A la lecture du DEC, l’abbé Pierre-Yves Maillard, vicaire général du diocèse de Sion, salue «la convergence des éléments rapportés par les multiples conférences épiscopales, qui révèle l’universalité des problématiques» soulevées. Pour Marie-Christine Conrath, responsable de la pastorale de la santé au Val-de-Travers (NE) et coordinatrice du Réseau des femmes en Eglise, le DEC est très positif: «Il n’y a pas un point de vue occidental. Dans un premier temps, cela semble donner plus de consistance aux difficultés actuelles de l’Eglise. Mais dans un deuxième temps, cela fait apparaître encore plus fortement le besoin de changement».

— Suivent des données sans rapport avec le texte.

use std::collections::{HashMap, HashSet};
use std::path::{Path, PathBuf};

use quill_gateway::DirectoryEntry;

use super::model::{Children, FileNode, RootStatus, TreeRow};

/// Runtime state for the sidebar file tree.
///
/// Nodes are indexed by absolute path. The expanded set is the single
/// source of truth for folder visibility; child listings are cached on the
/// node and requested at most once per node for the life of a root.
#[derive(Debug)]
pub(crate) struct ExplorerState {
    root: Option<PathBuf>,
    root_label: Option<String>,
    root_status: RootStatus,
    top_level: Vec<PathBuf>,
    nodes: HashMap<PathBuf, FileNode>,
    expanded: HashSet<PathBuf>,
    active: Option<PathBuf>,
    hovered: Option<PathBuf>,
}

impl Default for ExplorerState {
    fn default() -> Self {
        Self {
            root: None,
            root_label: None,
            root_status: RootStatus::Idle,
            top_level: Vec::new(),
            nodes: HashMap::new(),
            expanded: HashSet::new(),
            active: None,
            hovered: None,
        }
    }
}

impl ExplorerState {
    // --- Read access ---

    #[cfg(test)]
    pub(crate) fn root(&self) -> Option<&Path> {
        self.root.as_deref()
    }

    pub(crate) fn root_label(&self) -> Option<&str> {
        self.root_label.as_deref()
    }

    pub(crate) fn root_status(&self) -> &RootStatus {
        &self.root_status
    }

    pub(crate) fn node(&self, path: &Path) -> Option<&FileNode> {
        self.nodes.get(path)
    }

    pub(crate) fn is_expanded(&self, path: &Path) -> bool {
        self.expanded.contains(path)
    }

    #[cfg(test)]
    pub(crate) fn expanded_count(&self) -> usize {
        self.expanded.len()
    }

    #[cfg(test)]
    pub(crate) fn active_path(&self) -> Option<&Path> {
        self.active.as_deref()
    }

    #[cfg(test)]
    pub(crate) fn hovered_path(&self) -> Option<&Path> {
        self.hovered.as_deref()
    }

    /// Visible rows in depth-first order.
    ///
    /// A folder's children appear only while its path is in the expanded
    /// set, whether or not they are cached.
    pub(crate) fn visible_rows(&self) -> Vec<TreeRow<'_>> {
        let mut rows = Vec::new();
        self.push_rows(&self.top_level, &mut rows);
        rows
    }

    fn push_rows<'a>(
        &'a self,
        paths: &'a [PathBuf],
        rows: &mut Vec<TreeRow<'a>>,
    ) {
        for path in paths {
            let Some(node) = self.nodes.get(path) else {
                continue;
            };
            let is_expanded = node.is_folder() && self.is_expanded(path);
            rows.push(TreeRow {
                node,
                is_expanded,
                is_active: self.active.as_deref() == Some(path.as_path()),
                is_hovered: self.hovered.as_deref() == Some(path.as_path()),
            });

            if is_expanded {
                if let Children::Fetched(children) = node.children() {
                    self.push_rows(children, rows);
                }
            }
        }
    }

    // --- Write access ---

    /// Replace the root, dropping every node, expansion and selection.
    pub(super) fn set_root(&mut self, root: PathBuf) {
        self.root_label = Some(root_label(&root));
        self.top_level.clear();
        self.nodes.clear();
        self.expanded.clear();
        self.active = None;
        self.hovered = None;
        self.expanded.insert(root.clone());
        self.root = Some(root);
        self.root_status = RootStatus::Loading;
    }

    /// Apply the root listing.
    ///
    /// Returns `false` when the root has changed since the load was started.
    pub(super) fn apply_root_entries(
        &mut self,
        root: &Path,
        entries: Vec<DirectoryEntry>,
    ) -> bool {
        if self.root.as_deref() != Some(root) {
            return false;
        }

        self.root_status = if entries.is_empty() {
            RootStatus::Empty
        } else {
            RootStatus::Ready
        };
        self.top_level = self.insert_nodes(entries, 0);
        true
    }

    /// Record a failed root listing; the tree renders as empty.
    pub(super) fn fail_root(&mut self, root: &Path, message: String) -> bool {
        if self.root.as_deref() != Some(root) {
            return false;
        }

        self.top_level.clear();
        self.root_status = RootStatus::Failed { message };
        true
    }

    /// Flip a folder between expanded and collapsed.
    ///
    /// Returns the directory to list when the folder is expanded for the
    /// first time. Collapsing keeps cached children.
    pub(super) fn toggle_folder(&mut self, path: &Path) -> Option<PathBuf> {
        let node = self.nodes.get_mut(path)?;
        if !node.is_folder() {
            return None;
        }

        if self.expanded.remove(path) {
            return None;
        }

        self.expanded.insert(path.to_path_buf());
        if *node.children() != Children::Unfetched {
            return None;
        }

        node.set_children(Children::Pending);
        Some(path.to_path_buf())
    }

    /// Apply a folder listing.
    ///
    /// Applies even if the folder was collapsed while the request was in
    /// flight. Returns `false` for unknown folders (stale root) and for
    /// folders whose children are already cached.
    pub(super) fn apply_folder_entries(
        &mut self,
        directory: &Path,
        entries: Vec<DirectoryEntry>,
    ) -> bool {
        let Some(node) = self.nodes.get(directory) else {
            return false;
        };
        if !node.is_folder() || matches!(node.children(), Children::Fetched(_))
        {
            return false;
        }

        let depth = node.depth() + 1;
        let children = self.insert_nodes(entries, depth);
        if let Some(node) = self.nodes.get_mut(directory) {
            node.set_children(Children::Fetched(children));
        }
        true
    }

    pub(super) fn set_active(&mut self, path: PathBuf) {
        self.active = Some(path);
    }

    pub(super) fn set_hovered(&mut self, path: PathBuf) {
        self.hovered = Some(path);
    }

    /// Clear the hover only if `path` still owns it; enter and leave
    /// notifications of neighbouring rows may arrive in either order.
    pub(super) fn clear_hovered(&mut self, path: &Path) {
        if self.hovered.as_deref() == Some(path) {
            self.hovered = None;
        }
    }

    fn insert_nodes(
        &mut self,
        entries: Vec<DirectoryEntry>,
        depth: usize,
    ) -> Vec<PathBuf> {
        let mut paths = Vec::with_capacity(entries.len());
        for entry in entries {
            let path = entry.path().to_path_buf();
            self.nodes
                .entry(path.clone())
                .or_insert_with(|| FileNode::new(entry, depth));
            paths.push(path);
        }
        paths
    }
}

/// Build the root label from a file system path.
fn root_label(path: &Path) -> String {
    path.file_name()
        .and_then(|name| name.to_str())
        .map(ToString::to_string)
        .unwrap_or_else(|| path.display().to_string())
}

Même enchantement chez Isabelle Vernet, responsable du Département vaudois des 15-25 ans: «J’ai été impressionnée par la qualité du Document. Les rédacteurs ont su garder la spécificité de chaque rapport au sein d’une unité. Ce tour de force est remarquable».

«On vous a entendus»

Enthousiaste, le théologien Philippe Becquart, adjoint du représentant de l’évêque dans le canton de Vaud, se dit stimulé: «Ce document révèle une force et un dynamisme. Le texte d’Isaïe 54,2 avec l’image de la tente plantée dans le désert, invite à cet élargissement. Elargis ta tente, sors de ton confort, de tes frontières. Je trouve ça génial!»

Philippe Becquart, responsable du département de la formation des adultes dans l’Église catholique de canton de Vaud | © Grégory Roth

«On a invité les catholiques à prendre la parole et désormais, on est dans la phase: ‘On vous a entendus’. On a découvert la beauté et la richesse de ces communautés chrétiennes, si proches et si différentes».

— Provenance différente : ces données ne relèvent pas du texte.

use std::collections::BTreeSet;
use std::fs;
use std::path::{Path, PathBuf};

use syn::{Item, UseTree, Visibility};

const WIDGET_FILES: [&str; 6] = [
    "mod.rs",
    "command.rs",
    "event.rs",
    "model.rs",
    "reducer.rs",
    "state.rs",
];

#[test]
fn given_widgets_when_validating_conventions_then_all_modules_comply() {
    let manifest_dir = PathBuf::from(env!("CARGO_MANIFEST_DIR"));
    let widgets_dir = manifest_dir.join("src/widgets");
    let mod_rs = widgets_dir.join("mod.rs");

    let mut violations: Vec<String> = Vec::new();

    let mod_file = parse(&mod_rs);
    let mut declared_modules = BTreeSet::new();
    for item in &mod_file.items {
        if let Item::Mod(item_mod) = item {
            if is_pub_crate(&item_mod.vis) && item_mod.content.is_none() {
                declared_modules.insert(item_mod.ident.to_string());
            } else {
                violations.push(format!(
                    "{}: module declaration '{}' must be pub(crate) mod <name>;",
                    mod_rs.display(),
                    item_mod.ident
                ));
            }
        }
    }

    let mut widget_dirs = BTreeSet::new();
    for path in read_dir(&widgets_dir) {
        if path.is_dir() {
            widget_dirs.insert(file_stem(&path));
        } else if path.file_name().is_some_and(|name| name != "mod.rs") {
            violations.push(format!(
                "{}: widgets must live in their own directory",
                path.display()
            ));
        }
    }

    if declared_modules != widget_dirs {
        violations.push(format!(
            "{}: declared modules {:?} do not match widget directories {:?}",
            mod_rs.display(),
            declared_modules,
            widget_dirs
        ));
    }

    for widget in &declared_modules {
        validate_widget_dir(&widgets_dir.join(widget), &mut violations);
    }

    assert!(
        violations.is_empty(),
        "widget convention violations:\n{}",
        violations.join("\n")
    );
}

fn validate_widget_dir(dir: &Path, violations: &mut Vec<String>) {
    for required in WIDGET_FILES {
        if !dir.join(required).is_file() {
            violations.push(format!(
                "{}: missing required widget file {required}",
                dir.display()
            ));
        }
    }

    let view_dir = dir.join("view");
    if !view_dir.is_dir() {
        violations.push(format!("{}: missing view directory", dir.display()));
    }

    for path in read_dir(dir) {
        if is_rust_file(&path) {
            validate_side_effects(&path, false, violations);
        }
    }

    if !view_dir.is_dir() {
        return;
    }
    for path in read_dir(&view_dir) {
        if !is_rust_file(&path) {
            continue;
        }
        validate_side_effects(&path, true, violations);
        if path.file_name().is_some_and(|name| name != "mod.rs") {
            validate_view_file(&path, violations);
        }
    }
}

/// Widget code stays pure: IO, async work and clocks belong to routers.
fn validate_side_effects(
    file_path: &Path,
    is_view: bool,
    violations: &mut Vec<String>,
) {
    let source = read(file_path);
    let production = production_source(&source);

    let mut forbidden = vec![
        "std::fs::",
        "std::process::Command",
        "Task::perform",
        "crate::app::",
        "crate::routers",
        "crate::storage",
    ];
    if is_view {
        forbidden.extend(["log::", "Task::"]);
    }
    for pattern in forbidden {
        if production.contains(pattern) {
            violations.push(format!(
                "{}: forbidden side-effect pattern detected: {pattern}",
                file_path.display()
            ));
        }
    }
    for pattern in ["Instant::now", ".elapsed("] {
        if production.contains(pattern) {
            violations.push(format!(
                "{}: forbidden runtime-time pattern detected: {pattern}",
                file_path.display()
            ));
        }
    }

    let file = parse(file_path);
    for item in &file.items {
        if let Item::Use(item_use) = item {
            if use_tree_has_glob(&item_use.tree) {
                violations.push(format!(
                    "{}: wildcard use/import is forbidden",
                    file_path.display()
                ));
            }
        }
    }
}

fn validate_view_file(file_path: &Path, violations: &mut Vec<String>) {
    let file = parse(file_path);
    let expected_prefix = snake_to_pascal_case(&file_stem(file_path));

    let mut view_count = 0usize;
    let mut props_names: Vec<String> = Vec::new();

    for item in &file.items {
        match item {
            Item::Fn(item_fn) if item_fn.sig.ident == "view" => {
                if is_pub_crate(&item_fn.vis) {
                    view_count += 1;
                } else {
                    violations.push(format!(
                        "{}: view must be pub(crate)",
                        file_path.display()
                    ));
                }
            },
            Item::Struct(item_struct) => {
                let name = item_struct.ident.to_string();
                if name.ends_with("Props") {
                    props_names.push(name);
                }
            },
            _ => {},
        }
    }

    if view_count != 1 {
        violations.push(format!(
            "{}: expected exactly one pub(crate) fn view, found {view_count}",
            file_path.display()
        ));
    }

    if props_names.len() != 1 {
        violations.push(format!(
            "{}: expected exactly one *Props type, found {}",
            file_path.display(),
            props_names.len()
        ));
    }

    for name in props_names {
        if !name.starts_with(&expected_prefix) {
            violations.push(format!(
                "{}: props type '{name}' must start with file prefix '{expected_prefix}'",
                file_path.display()
            ));
        }
    }
}

/// Source text before the unit test module.
fn production_source(source: &str) -> &str {
    source
        .find("#[cfg(test)]\nmod tests")
        .map_or(source, |index| &source[..index])
}

fn read_dir(dir: &Path) -> Vec<PathBuf> {
    let entries = fs::read_dir(dir).unwrap_or_else(|err| {
        panic!("failed to read dir {}: {err}", dir.display())
    });
    let mut paths: Vec<PathBuf> = entries
        .map(|entry| {
            entry
                .unwrap_or_else(|err| panic!("failed to read dir entry: {err}"))
                .path()
        })
        .collect();
    paths.sort();
    paths
}

fn read(path: &Path) -> String {
    fs::read_to_string(path).unwrap_or_else(|err| {
        panic!("failed to read {}: {err}", path.display())
    })
}

fn parse(path: &Path) -> syn::File {
    syn::parse_file(&read(path)).unwrap_or_else(|err| {
        panic!("failed to parse {}: {err}", path.display())
    })
}

fn is_rust_file(path: &Path) -> bool {
    path.is_file() && path.extension().is_some_and(|ext| ext == "rs")
}

fn file_stem(path: &Path) -> String {
    path.file_stem()
        .unwrap_or_else(|| panic!("missing stem for {}", path.display()))
        .to_string_lossy()
        .to_string()
}

fn snake_to_pascal_case(value: &str) -> String {
    value
        .split('_')
        .filter(|part| !part.is_empty())
        .map(|part| {
            let mut chars = part.chars();
            let Some(first) = chars.next() else {
                return String::new();
            };
            let mut pascal = String::new();
            pascal.extend(first.to_uppercase());
            pascal.push_str(chars.as_str());
            pascal
        })
        .collect::<String>()
}

fn use_tree_has_glob(tree: &UseTree) -> bool {
    match tree {
        UseTree::Glob(_) => true,
        UseTree::Group(group) => group.items.iter().any(use_tree_has_glob),
        UseTree::Path(path) => use_tree_has_glob(&path.tree),
        UseTree::Name(_) | UseTree::Rename(_) => false,
    }
}

fn is_pub_crate(vis: &Visibility) -> bool {
    match vis {
        Visibility::Restricted(restricted) => {
            restricted.in_token.is_none() && restricted.path.is_ident("crate")
        },
        _ => false,
    }
}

L’abbé Maillard note, toutefois, le côté fourre-tout du DEC: «Chacun peut trouver dans ce document un peu ce qu’il cherche. Nous devons nous exercer à le lire sans vouloir d’abord y trouver ce que nous souhaitons y voir, mais en y attendant ce que nous ne cherchons pas».

A partir du baptême

C’est un fait, le DEC ne peint pas l’Eglise en rose. La culture trop cléricale de l’Eglise et la passivité du peuple de Dieu sont notamment pointés. Emerge également la perception de la séparation entre les prêtres, souvent surinvestis, et le reste du peuple de Dieu.

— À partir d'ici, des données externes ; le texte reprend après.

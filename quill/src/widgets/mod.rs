pub(crate) mod chrome;
pub(crate) mod editor;
pub(crate) mod explorer;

«Nous avons à convertir notre regard car le prêtre est souvent réduit à son cléricalisme.»

Philippe Becquart

Pour Philippe Becquart, «on peut constater une évolution des prêtres, de la résistance à leur participation au processus synodal. Le Document note leur souffrance et leur incompréhension. Nous avons à convertir notre regard car le prêtre est souvent réduit à son cléricalisme. Il faut passer à une étape de guérison plutôt que de dénonciation». Car «l’idéal sacerdotal se heurte à l’expérience de la vie ministérielle. Il faut donc revaloriser le ministère sacerdotal dans un processus de miséricorde».

En coresponsabilité

Marie-Christine Conrath retient un élément présent dans l’esprit du pape François en convoquant la démarche synodale: le primat de la vocation baptismale. En insistant sur la dignité commune de tous les baptisés, le DEC dépasse la séparation entre clercs et laïcs. «Il faut repenser la théologie de l’Eglise à partir du baptême et non du sacrement de l’ordre: la sacramentalité vient vraiment de notre baptême», renchérit Philippe Becquart.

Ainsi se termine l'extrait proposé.